Records:
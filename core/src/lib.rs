//! Core types and introspection logic for CLI tool self-description.
//!
//! This crate turns a tool's declared command tree into a machine-readable
//! schema: commands, flags, positional arguments, I/O descriptors, and auth
//! metadata, serialized as a stable JSON document. It is the
//! framework-agnostic half of the `tool-describe` workspace; the companion
//! `tool-describe-clap` crate reflects a `clap::Command` into this crate's
//! input model and wires up the `--describe` flag.
//!
//! The main pieces:
//!
//! - [`CommandNode`] / [`FlagSpec`] — the read-only input model a host (or
//!   adapter) populates from its argument-parsing framework.
//! - [`DescribeOptions`] / [`CommandAnnotation`] — caller-supplied metadata
//!   the framework cannot express: typed positionals, stdin/stdout
//!   descriptors, examples, auth.
//! - [`describe`] — the pure entry point producing a [`ToolSchema`].
//! - [`validate_schema`] — advisory structural checks on assembled schemas.
//!
//! # Example
//!
//! ```
//! use tool_describe_core::*;
//!
//! let root = CommandNode::new("fileconv")
//!     .with_about("Convert files between formats")
//!     .with_version("1.2.0")
//!     .with_child(
//!         CommandNode::new("convert")
//!             .with_about("Convert a single file")
//!             .with_usage("convert <input> [output]")
//!             .with_flag(FlagSpec::new("force", FlagKind::Bool).with_help("Overwrite output")),
//!     );
//!
//! let schema = describe(&root, None);
//! assert_eq!(schema.name, "fileconv");
//! assert_eq!(schema.commands.len(), 1);
//! assert_eq!(schema.commands[0].name, "convert");
//! assert_eq!(schema.commands[0].args[0].name, "input");
//! ```

mod annotate;
mod extract;
mod node;
mod types;
mod validate;

pub use annotate::{CommandAnnotation, DescribeOptions};
pub use extract::{
    DESCRIBE_FLAG, extract_command, extract_flags, flag_default, flag_type, parse_usage_args,
    walk_commands,
};
pub use node::{CommandNode, FlagKind, FlagSpec};
pub use types::*;
pub use validate::{ValidationError, validate_schema};

/// Extracts a [`ToolSchema`] from a command tree.
///
/// Pure and repeatable: no I/O, no mutation of the tree, byte-for-byte
/// equivalent output for identical input. Tool name and version come from
/// the root node; the description prefers the short form and falls back to
/// the long one when the short form is blank. A tool-level
/// [`AuthConfig`] from `opts` is attached verbatim.
///
/// # Examples
///
/// ```
/// use tool_describe_core::{CommandNode, ROOT_COMMAND, describe};
///
/// // A single-command tool yields exactly one descriptor, named by the
/// // root sentinel.
/// let root = CommandNode::new("wordcount")
///     .with_about("Count words")
///     .with_usage("wordcount <file>");
///
/// let schema = describe(&root, None);
/// assert_eq!(schema.commands.len(), 1);
/// assert_eq!(schema.commands[0].name, ROOT_COMMAND);
/// ```
pub fn describe(root: &CommandNode, opts: Option<&DescribeOptions>) -> ToolSchema {
    let mut description = root.about.trim();
    if description.is_empty() {
        description = root.long_about.trim();
    }

    ToolSchema {
        spec_version: SPEC_VERSION.to_string(),
        name: root.name.clone(),
        version: root.version.clone(),
        description: description.to_string(),
        commands: walk_commands(root, "", opts),
        auth: opts.and_then(|o| o.auth.clone()),
    }
}
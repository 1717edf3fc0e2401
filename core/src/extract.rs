//! Introspection pipeline: flag extraction, positional inference, tree walk.
//!
//! The pipeline is a pure computation over an externally-owned
//! [`CommandNode`] tree. It walks the tree, filters hidden and reserved
//! entities, reconciles auto-detected flag metadata with caller-supplied
//! [`CommandAnnotation`]s, and produces the flattened descriptor list that
//! [`describe`](crate::describe) wraps in a [`ToolSchema`](crate::ToolSchema).

use tracing::debug;

use crate::{
    ArgDescriptor, ArgType, CommandAnnotation, CommandDescriptor, CommandNode, DescribeOptions,
    FlagKind, FlagSpec, ROOT_COMMAND,
};

/// Reserved name of the describe flag itself.
pub const DESCRIBE_FLAG: &str = "describe";

/// Flag names that never appear in describe output.
const RESERVED_FLAGS: [&str; 3] = ["help", DESCRIBE_FLAG, "version"];

/// Auto-generated commands that never appear in describe output.
const RESERVED_COMMANDS: [&str; 2] = ["help", "completion"];

/// Maps a flag's declared value kind to a schema type tag.
///
/// Independent of the flag's default value; enum and per-command overrides
/// are applied later, on top of this mapping.
///
/// # Examples
///
/// ```
/// use tool_describe_core::{ArgType, FlagKind, FlagSpec, flag_type};
///
/// assert_eq!(flag_type(&FlagSpec::new("jobs", FlagKind::Integer)), ArgType::Integer);
/// assert_eq!(flag_type(&FlagSpec::new("tags", FlagKind::List)), ArgType::Array);
/// ```
pub fn flag_type(flag: &FlagSpec) -> ArgType {
    match flag.kind {
        FlagKind::Bool => ArgType::Boolean,
        FlagKind::Integer => ArgType::Integer,
        FlagKind::Float => ArgType::Number,
        FlagKind::List => ArgType::Array,
        FlagKind::Text => ArgType::String,
    }
}

/// Returns the flag's default as a JSON value, or `None` when the default is
/// the zero value for its kind.
///
/// A false boolean default is indistinguishable from "unset" and is
/// suppressed; only a true default is surfaced, as JSON `true`. Numeric
/// defaults are suppressed when empty or textually zero, and other defaults
/// when empty or the empty-array form `"[]"`. Surfaced non-boolean defaults
/// keep their textual form.
pub fn flag_default(flag: &FlagSpec) -> Option<serde_json::Value> {
    match flag.kind {
        FlagKind::Bool => (flag.default == "true").then(|| serde_json::Value::Bool(true)),
        FlagKind::Integer | FlagKind::Float => {
            if flag.default.is_empty() || flag.default == "0" {
                None
            } else {
                Some(serde_json::Value::String(flag.default.clone()))
            }
        }
        FlagKind::List | FlagKind::Text => {
            if flag.default.is_empty() || flag.default == "[]" {
                None
            } else {
                Some(serde_json::Value::String(flag.default.clone()))
            }
        }
    }
}

/// Builds flag descriptors for a single command node.
///
/// Enumerates the node's own declared flags in declaration order (adapters
/// fold inherited global flags into the same enumeration). Reserved and
/// hidden flags are skipped. The per-command annotation may override
/// individual flag types; a non-empty enum annotation on the flag itself
/// beats everything and forces type `enum`.
pub fn extract_flags(node: &CommandNode, ann: Option<&CommandAnnotation>) -> Vec<ArgDescriptor> {
    let mut args = Vec::new();

    for flag in &node.flags {
        if RESERVED_FLAGS.contains(&flag.name.as_str()) {
            continue;
        }
        if flag.hidden {
            debug!(command = %node.name, flag = %flag.name, "skipping hidden flag");
            continue;
        }

        let mut arg_type = flag_type(flag);
        if let Some(over) = ann.and_then(|a| a.arg_types.get(&flag.name)) {
            arg_type = *over;
        }

        let mut arg = ArgDescriptor {
            name: format!("--{}", flag.name),
            arg_type,
            description: (!flag.help.is_empty()).then(|| flag.help.clone()),
            required: flag.required,
            default: flag_default(flag),
            values: Vec::new(),
        };

        // Out-of-band enum annotation wins over any type decision.
        if let Some(values) = flag.values.as_ref().filter(|v| !v.is_empty()) {
            arg.arg_type = ArgType::Enum;
            arg.values = values.clone();
        }

        args.push(arg);
    }

    args
}

/// Infers positional arg descriptors from a usage string.
///
/// Convention: `"command <required> [optional]"`. The first whitespace token
/// is the command name and is always skipped; tokens matching neither
/// bracket form are ignored. Every inferred arg is typed `string`.
///
/// # Examples
///
/// ```
/// use tool_describe_core::parse_usage_args;
///
/// let args = parse_usage_args("convert <input> [output]");
/// assert_eq!(args.len(), 2);
/// assert_eq!(args[0].name, "input");
/// assert!(args[0].required);
/// assert_eq!(args[1].name, "output");
/// assert!(!args[1].required);
/// ```
pub fn parse_usage_args(usage: &str) -> Vec<ArgDescriptor> {
    let mut args = Vec::new();

    for token in usage.split_whitespace().skip(1) {
        let (name, required) = if token.starts_with('<') && token.ends_with('>') {
            (token.trim_matches(|c| c == '<' || c == '>'), true)
        } else if token.starts_with('[') && token.ends_with(']') {
            (token.trim_matches(|c| c == '[' || c == ']'), false)
        } else {
            continue;
        };

        args.push(ArgDescriptor {
            name: name.to_string(),
            arg_type: ArgType::String,
            required,
            ..Default::default()
        });
    }

    args
}

/// Builds the descriptor for a single leaf command.
///
/// Positional args come from the annotation when it supplies any (full
/// replacement), otherwise from usage-string inference. Flags always come
/// from auto-extraction. stdin/stdout/examples/auth are taken wholly from
/// the annotation when present, otherwise left absent.
pub fn extract_command(
    node: &CommandNode,
    name: &str,
    ann: Option<&CommandAnnotation>,
) -> CommandDescriptor {
    let mut description = node.about.trim();
    if description.is_empty() {
        description = node.long_about.trim();
    }

    let mut cmd = CommandDescriptor {
        name: name.to_string(),
        description: description.to_string(),
        ..Default::default()
    };

    match ann {
        Some(a) if !a.args.is_empty() => cmd.args.extend(a.args.iter().cloned()),
        _ => cmd.args.extend(parse_usage_args(&node.usage)),
    }

    cmd.args.extend(extract_flags(node, ann));

    if let Some(a) = ann {
        cmd.stdin = a.stdin.clone();
        cmd.stdout = a.stdout.clone();
        cmd.examples = a.examples.clone();
        cmd.auth = a.auth.clone();
    }

    cmd
}

/// Returns the node's children that may appear in output: not hidden and not
/// one of the auto-generated reserved commands.
fn visible_children(node: &CommandNode) -> Vec<&CommandNode> {
    node.children
        .iter()
        .filter(|child| {
            if child.hidden {
                debug!(command = %child.name, "skipping hidden command");
                return false;
            }
            !RESERVED_COMMANDS.contains(&child.name.as_str())
        })
        .collect()
}

/// Recursively flattens a command tree into leaf descriptors.
///
/// Only leaves are emitted: a node with any visible child is a group and
/// produces no descriptor of its own, even when it is independently
/// runnable. Nested paths are joined with a single space; an empty path
/// (a single-command tool) is named [`ROOT_COMMAND`].
pub fn walk_commands(
    node: &CommandNode,
    prefix: &str,
    opts: Option<&DescribeOptions>,
) -> Vec<CommandDescriptor> {
    let visible = visible_children(node);

    if visible.is_empty() {
        let name = if prefix.is_empty() { ROOT_COMMAND } else { prefix };
        let ann = opts.and_then(|o| o.annotation(name));
        return vec![extract_command(node, name, ann)];
    }

    let mut commands = Vec::new();
    for child in visible {
        let child_path = if prefix.is_empty() {
            child.name.clone()
        } else {
            format!("{prefix} {}", child.name)
        };
        commands.extend(walk_commands(child, &child_path, opts));
    }
    commands
}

What to work on: Make a copy of each line in the records above that has the word "crate".

Output for this exercise:
//! This crate turns a tool's declared command tree into a machine-readable
//! `tool-describe-clap` crate reflects a `clap::Command` into this crate's
//! [`describe`](crate::describe) wraps in a [`ToolSchema`](crate::ToolSchema).
use crate::{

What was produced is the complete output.